3.1 Setup of a Spectroradiometer
A variety of optical designs are used for spectroradiometers. The following are the three most commonly used designs in light measurement engineering:
In a Czerny-Turner setup, light enters through the entrance slit and is collimated via a mirror towards an optical diffraction grating. It is then decomposed spectrally and sent in parallel rays towards a focusing mirror. This mirror images the spectrally decomposed rays on the detector array. In principle, this is equivalent to the creation of an image of the entrance slit onto the array or the outlet slit through an additional spectral decomposition via the optical grating in the parallelized optical path.
The angle of the optical elements relative to one-another is used to dimension the spectrometer; this helps reduce aberration effects among other things. If only one mirror is used for collimating and focusing instead of two separate mirrors, the setup is called an Ebert setup.
Fig. 1: Czerny-Turner monochromator
The crossover Czerny-Turner monochromator aims at an improved optical path, i. e. a reduction of aberration effects. It also enables construction of more compact spectrometers.

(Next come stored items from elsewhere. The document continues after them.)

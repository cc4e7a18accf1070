//! Styled terminal UI.

use console::Term;
use std::io::Write;

use super::{should_use_colors, NonInteractiveUI, OutputMode, ProjkitTheme, UserInterface};

/// Terminal UI implementation.
pub struct TerminalUI {
    term: Term,
    theme: ProjkitTheme,
    mode: OutputMode,
}

impl TerminalUI {
    /// Create a new terminal UI.
    pub fn new(mode: OutputMode) -> Self {
        let theme = if should_use_colors() {
            ProjkitTheme::new()
        } else {
            ProjkitTheme::plain()
        };

        Self {
            term: Term::stdout(),
            theme,
            mode,
        }
    }
}

impl UserInterface for TerminalUI {
    fn output_mode(&self) -> OutputMode {
        self.mode
    }

    fn message(&mut self, msg: &str) {
        if self.mode.shows_messages() {
            writeln!(self.term, "{}", msg).ok();
        }
    }

    fn success(&mut self, msg: &str) {
        writeln!(self.term, "{}", self.theme.format_success(msg)).ok();
    }

    fn warning(&mut self, msg: &str) {
        writeln!(self.term, "{}", self.theme.format_warning(msg)).ok();
    }

    fn error(&mut self, msg: &str) {
        let mut err = Term::stderr();
        writeln!(err, "{}", self.theme.format_error(msg)).ok();
    }

    fn show_header(&mut self, title: &str) {
        if self.mode.shows_messages() {
            writeln!(self.term, "\n{}\n", self.theme.format_header(title)).ok();
        }
    }

    fn is_interactive(&self) -> bool {
        self.term.is_term()
    }
}

/// Create the appropriate UI based on context.
pub fn create_ui(interactive: bool, mode: OutputMode) -> Box<dyn UserInterface> {
    if interactive && Term::stdout().is_term() {
        Box::new(TerminalUI::new(mode))
    } else {
        Box::new(NonInteractiveUI::new(mode))
    }
}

Fig. 2: Crossover Czerny-Turner monochromator
Special production processes can be used to come up with holographic gratings that enable direct imaging. This helps reduce the required optical elements and hence simply the beam path. It is however limited in the sense that such gratings have to be specifically designed for each application thus reducing their flexibility. In addition, the production costs are enormous.
Fig. 3: Setup with a focusing holographic grating
Usually an entrance optic, like a cosine diffuser for spectral irradiance, is mounted on the spectrometer unit. This together with the radiometric calibration makes the spectroradiometer out of the spectrometer. A wavelength calibration is already applied for the spectrometer.